WASHINGTON — A recent satellite image appears to show North Korea is restarting a plutonium reactor, in a move that could raise renewed international alarm over its nuclear weapons program, a U.S. research institute said yesterday.
The 5 megawatt reactor at the Nyongbyon nuclear facility was shuttered in 2007 under the terms of a disarmament agreement. Pyongyang announced plans in April to restart it amid a litany of threats toward the U.S. and South Korea after it faced tougher international censure over its latest nuclear and rocket tests.
North Korea has since toned down its rhetoric and stepped up diplomacy with rival South Korea, but yesterday’s finding by the U.S.-Korea Institute at Johns Hopkins School of Advanced International Studies is a sign that the regime of Kim Jong Un is pressing ahead with its nuclear program.
Without access to the secretive facility, it is difficult to say with certainty that the reactor has restarted, but the institute says an Aug. 31 commercial satellite image shows white steam rising from a building next to the reactor. The building houses steam turbines and electric generators that are driven by heat generated by the reactor. The color and volume of the steam is consistent with the electrical generating system being readied to come online, indicating that the reactor is in or nearing operation, the institute says.
The analysis was written by Jeffrey Lewis and Nick Hansen and provided to The Associated Press ahead of publication on the institute’s website, 38 North.
When North Korea announced its plans in April, State Department spokeswoman Victoria Nuland told reporters that restarting the plutonium reactor would be “extremely alarming” but added: “There’s a long way to go between a stated intention and actually being able to pull it off.”

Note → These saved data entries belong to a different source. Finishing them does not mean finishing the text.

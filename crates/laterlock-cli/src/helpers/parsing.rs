//! Parsing helpers for delays and lock IDs.

use laterlock_core::LockId;

use crate::errors::CliError;

const MINUTES_PER_HOUR: u64 = 60;
const MINUTES_PER_DAY: u64 = 1440;
const MINUTES_PER_WEEK: u64 = 10080;

/// Parse a delay such as `90`, `90m`, `12h`, `3d` or `1w` into minutes.
///
/// Bare numbers are minutes.
pub fn parse_delay(value: &str) -> anyhow::Result<u32> {
    let value = value.trim();
    let (num_str, multiplier) = match value.char_indices().last() {
        Some((idx, 'm')) => (&value[..idx], 1),
        Some((idx, 'h')) => (&value[..idx], MINUTES_PER_HOUR),
        Some((idx, 'd')) => (&value[..idx], MINUTES_PER_DAY),
        Some((idx, 'w')) => (&value[..idx], MINUTES_PER_WEEK),
        Some(_) => (value, 1),
        None => {
            return Err(CliError::invalid_input(
                "Delay cannot be empty (e.g. 90m, 12h, 3d, 1w)",
            )
            .into())
        }
    };

    let amount: u64 = num_str.trim().parse().map_err(|_| {
        CliError::invalid_input(format!(
            "Invalid delay: {} (expected <number>[m|h|d|w])",
            value
        ))
    })?;
    if amount == 0 {
        return Err(CliError::invalid_input(format!("Delay must be positive: {}", value)).into());
    }

    amount
        .checked_mul(multiplier)
        .and_then(|minutes| u32::try_from(minutes).ok())
        .ok_or_else(|| CliError::invalid_input(format!("Delay is too large: {}", value)).into())
}

/// Parse a lock ID argument.
pub fn parse_lock_id(value: &str) -> anyhow::Result<LockId> {
    LockId::parse(value.trim()).map_err(|_| {
        CliError::invalid_input(format!(
            "Invalid lock ID: {}\nHint: Lock IDs use only letters, digits, '-' and '_'.",
            value
        ))
        .into()
    })
}
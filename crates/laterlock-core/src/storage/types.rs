//! Lock record types.
//!
//! [`Lock`] is the only persistent entity. [`LockState`] and [`LockStatus`]
//! are projections computed from it and are never stored.

use std::fmt;
use std::str::FromStr;

use chrono::{DateTime, Utc};
use rand::rngs::OsRng;
use rand::RngCore;
use serde::{Deserialize, Serialize};

use crate::crypto::{Envelope, Salt};
use crate::error::{LaterlockError, Result};

/// Number of characters in a generated lock id (6 bits each, 180 bits total).
pub const LOCK_ID_LENGTH: usize = 30;

/// Longest id accepted from callers.
pub const MAX_LOCK_ID_LENGTH: usize = 64;

const ID_ALPHABET: &[u8; 64] =
    b"ABCDEFGHIJKLMNOPQRSTUVWXYZabcdefghijklmnopqrstuvwxyz0123456789_-";

/// Opaque lock identifier. Doubles as the capability to act on the lock.
#[derive(Debug, Clone, PartialEq, Eq, Hash, Serialize, Deserialize)]
#[serde(transparent)]
pub struct LockId(String);

impl LockId {
    /// Generate a fresh URL-safe id from the OS RNG.
    pub fn generate() -> Self {
        let mut bytes = [0u8; LOCK_ID_LENGTH];
        OsRng.fill_bytes(&mut bytes);
        // 256 is a multiple of 64, so masking keeps the distribution uniform
        let id = bytes
            .iter()
            .map(|b| ID_ALPHABET[(b & 0x3f) as usize] as char)
            .collect();
        Self(id)
    }

    /// Accept an id supplied by a caller.
    pub fn parse(value: &str) -> Result<Self> {
        let value = value.trim();
        if value.is_empty() {
            return Err(LaterlockError::Validation(
                "Lock ID is required".to_string(),
            ));
        }
        if value.len() > MAX_LOCK_ID_LENGTH || !value.bytes().all(|b| ID_ALPHABET.contains(&b)) {
            return Err(LaterlockError::Validation(format!(
                "Invalid lock ID: {}",
                value
            )));
        }
        Ok(Self(value.to_string()))
    }

    pub fn as_str(&self) -> &str {
        &self.0
    }
}

impl fmt::Display for LockId {
    fn fmt(&self, f: &mut fmt::Formatter<'_>) -> fmt::Result {
        f.write_str(&self.0)
    }
}

impl FromStr for LockId {
    type Err = LaterlockError;

    fn from_str(s: &str) -> Result<Self> {
        Self::parse(s)
    }
}

/// Which secret sealed a lock's content.
#[derive(Debug, Clone, Copy, PartialEq, Eq, Serialize, Deserialize)]
#[serde(rename_all = "camelCase")]
pub enum SealMode {
    /// Sealed upstream under a user passphrase the server never holds.
    Passphrase,
    /// Sealed by the server under the process-wide system key.
    SystemKey,
}

impl SealMode {
    pub fn as_str(&self) -> &'static str {
        match self {
            SealMode::Passphrase => "passphrase",
            SealMode::SystemKey => "systemKey",
        }
    }

    /// The `isEncrypted` flag exposed to clients.
    pub fn is_passphrase(&self) -> bool {
        matches!(self, SealMode::Passphrase)
    }
}

impl fmt::Display for SealMode {
    fn fmt(&self, f: &mut fmt::Formatter<'_>) -> fmt::Result {
        f.write_str(self.as_str())
    }
}

impl FromStr for SealMode {
    type Err = LaterlockError;

    fn from_str(s: &str) -> Result<Self> {
        match s {
            "passphrase" => Ok(SealMode::Passphrase),
            "systemKey" => Ok(SealMode::SystemKey),
            other => Err(LaterlockError::Storage(format!(
                "Unknown seal mode: {}",
                other
            ))),
        }
    }
}

/// A persisted lock.
#[derive(Debug, Clone, PartialEq, Eq)]
pub struct Lock {
    pub id: LockId,
    pub title: Option<String>,
    pub sealed_content: Envelope,
    pub delay_minutes: u32,
    pub salt: Salt,
    pub seal_mode: SealMode,
    pub created_at: DateTime<Utc>,
    pub access_requested_at: Option<DateTime<Utc>>,
    pub last_accessed: Option<DateTime<Utc>>,
}

impl Lock {
    pub fn delay_millis(&self) -> i64 {
        i64::from(self.delay_minutes) * 60_000
    }

    /// When the lock becomes eligible, if access has been requested.
    pub fn eligible_at_millis(&self) -> Option<i64> {
        self.access_requested_at
            .map(|requested| requested.timestamp_millis() + self.delay_millis())
    }

    /// Derive the disclosure state at `now`.
    pub fn state_at(&self, now: DateTime<Utc>) -> LockState {
        match self.eligible_at_millis() {
            None => LockState::Locked,
            Some(eligible_at) => {
                let remaining = eligible_at - now.timestamp_millis();
                if remaining > 0 {
                    LockState::Pending {
                        remaining_ms: remaining as u64,
                    }
                } else {
                    LockState::Eligible
                }
            }
        }
    }

    /// Public, non-sensitive projection at `now`.
    pub fn status_at(&self, now: DateTime<Utc>) -> LockStatus {
        let state = self.state_at(now);
        LockStatus {
            id: self.id.clone(),
            title: self.title.clone(),
            delay_minutes: self.delay_minutes,
            is_encrypted: self.seal_mode.is_passphrase(),
            seal_mode: self.seal_mode,
            access_requested_at: self.access_requested_at.map(|t| t.timestamp_millis()),
            created_at: self.created_at.timestamp_millis(),
            remaining_milliseconds: state.remaining_ms(),
            state: state.name().to_string(),
        }
    }
}

/// Disclosure state, always derived fresh from the record and the clock.
#[derive(Debug, Clone, Copy, PartialEq, Eq)]
pub enum LockState {
    Locked,
    Pending { remaining_ms: u64 },
    Eligible,
}

impl LockState {
    pub fn name(&self) -> &'static str {
        match self {
            LockState::Locked => "locked",
            LockState::Pending { .. } => "pending",
            LockState::Eligible => "eligible",
        }
    }

    pub fn remaining_ms(&self) -> u64 {
        match self {
            LockState::Pending { remaining_ms } => *remaining_ms,
            _ => 0,
        }
    }
}

impl fmt::Display for LockState {
    fn fmt(&self, f: &mut fmt::Formatter<'_>) -> fmt::Result {
        f.write_str(self.name())
    }
}

/// Fields safe to return to any holder of the lock id.
///
/// Timestamps are milliseconds since the Unix epoch.
#[derive(Debug, Clone, PartialEq, Eq, Serialize, Deserialize)]
#[serde(rename_all = "camelCase")]
pub struct LockStatus {
    pub id: LockId,
    pub title: Option<String>,
    pub delay_minutes: u32,
    pub is_encrypted: bool,
    pub seal_mode: SealMode,
    pub access_requested_at: Option<i64>,
    pub created_at: i64,
    pub remaining_milliseconds: u64,
    pub state: String,
}

#[cfg(test)]
mod tests {
    use super::*;

    fn at(millis: i64) -> DateTime<Utc> {
        DateTime::from_timestamp_millis(millis).unwrap()
    }

    fn sample_lock(requested: Option<i64>, delay_minutes: u32) -> Lock {
        Lock {
            id: LockId::generate(),
            title: None,
            sealed_content: Envelope::new("AAAA"),
            delay_minutes,
            salt: Salt::from_bytes([0u8; 16]),
            seal_mode: SealMode::SystemKey,
            created_at: at(0),
            access_requested_at: requested.map(at),
            last_accessed: None,
        }
    }

    #[test]
    fn test_generated_id_shape() {
        let id = LockId::generate();
        assert_eq!(id.as_str().len(), LOCK_ID_LENGTH);
        assert!(LockId::parse(id.as_str()).is_ok());
        assert_ne!(LockId::generate(), id);
    }

    #[test]
    fn test_parse_rejects_bad_ids() {
        assert!(LockId::parse("").is_err());
        assert!(LockId::parse("has space").is_err());
        assert!(LockId::parse("../etc/passwd").is_err());
        assert!(LockId::parse(&"a".repeat(65)).is_err());
        assert!(LockId::parse("V1StGXR8_Z5jdHi6B-myT").is_ok());
    }

    #[test]
    fn test_state_locked_without_request() {
        let lock = sample_lock(None, 1);
        assert_eq!(lock.state_at(at(10_000_000)), LockState::Locked);
    }

    #[test]
    fn test_state_pending_then_eligible_at_boundary() {
        let lock = sample_lock(Some(1_000), 1);
        assert_eq!(
            lock.state_at(at(1_000)),
            LockState::Pending {
                remaining_ms: 60_000
            }
        );
        assert_eq!(
            lock.state_at(at(60_999)),
            LockState::Pending { remaining_ms: 1 }
        );
        assert_eq!(lock.state_at(at(61_000)), LockState::Eligible);
        assert_eq!(lock.state_at(at(99_000_000)), LockState::Eligible);
    }

    #[test]
    fn test_status_projection() {
        let lock = sample_lock(Some(0), 2);
        let status = lock.status_at(at(30_000));
        assert_eq!(status.remaining_milliseconds, 90_000);
        assert_eq!(status.state, "pending");
        assert!(!status.is_encrypted);

        let json = serde_json::to_value(&status).unwrap();
        assert_eq!(json["delayMinutes"], 2);
        assert_eq!(json["sealMode"], "systemKey");
        assert_eq!(json["accessRequestedAt"], 0);
        assert!(json.get("salt").is_none());
    }

    #[test]
    fn test_seal_mode_round_trip() {
        for mode in [SealMode::Passphrase, SealMode::SystemKey] {
            assert_eq!(mode.as_str().parse::<SealMode>().unwrap(), mode);
        }
        assert!("plain".parse::<SealMode>().is_err());
    }
}
//! Lock record store trait definition.
//!
//! The `LockStore` trait is everything the disclosure gate and the lock
//! service need from persistence. Each method is a single atomic operation
//! keyed by lock id; nothing spans more than one lock.

use chrono::{DateTime, Utc};

use super::types::{Lock, LockId};
use crate::error::Result;

/// Storage interface for lock records.
///
/// All implementations must ensure:
/// - Each method applies fully or not at all
/// - A missing id is reported as `LaterlockError::NotFound`, distinct from
///   backend failures
/// - Sealed content is stored exactly as given, never as plaintext
pub trait LockStore: Send + Sync {
    /// Insert a fully formed new lock.
    ///
    /// # Errors
    ///
    /// Returns `LaterlockError::Storage` if the id already exists or the
    /// backend fails.
    fn insert_lock(&self, lock: &Lock) -> Result<()>;

    /// Get a lock by id.
    ///
    /// # Returns
    ///
    /// Returns `Ok(Some(lock))` if found, `Ok(None)` if not found.
    fn get_lock(&self, id: &LockId) -> Result<Option<Lock>>;

    /// Set or clear `access_requested_at`.
    ///
    /// # Errors
    ///
    /// Returns `LaterlockError::NotFound` if no lock has this id.
    fn set_access_requested_at(&self, id: &LockId, at: Option<DateTime<Utc>>) -> Result<()>;

    /// Record a successful disclosure.
    ///
    /// # Errors
    ///
    /// Returns `LaterlockError::NotFound` if no lock has this id.
    fn set_last_accessed(&self, id: &LockId, at: DateTime<Utc>) -> Result<()>;

    /// Remove a lock entirely.
    ///
    /// # Errors
    ///
    /// Returns `LaterlockError::NotFound` if no lock has this id.
    fn delete_lock(&self, id: &LockId) -> Result<()>;
}

impl<S: LockStore + ?Sized> LockStore for std::sync::Arc<S> {
    fn insert_lock(&self, lock: &Lock) -> Result<()> {
        (**self).insert_lock(lock)
    }

    fn get_lock(&self, id: &LockId) -> Result<Option<Lock>> {
        (**self).get_lock(id)
    }

    fn set_access_requested_at(&self, id: &LockId, at: Option<DateTime<Utc>>) -> Result<()> {
        (**self).set_access_requested_at(id, at)
    }

    fn set_last_accessed(&self, id: &LockId, at: DateTime<Utc>) -> Result<()> {
        (**self).set_last_accessed(id, at)
    }

    fn delete_lock(&self, id: &LockId) -> Result<()> {
        (**self).delete_lock(id)
    }
}

#[cfg(test)]
mod tests {
    use super::*;

    #[test]
    fn test_trait_is_object_safe() {
        fn _accepts_dyn_store(_store: &dyn LockStore) {}
    }
}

Department spokesman for East Asian and Pacific affairs, Jason Rebholz, said yesterday that North Korea’s nuclear program remains a matter of “serious concern.” Rebholz reiterated the call for Pyongyang to comply with its previous commitments and abandon all nuclear weapons and nuclear programs. He did not directly address the reactor report, saying the department does not comment on intelligence matters.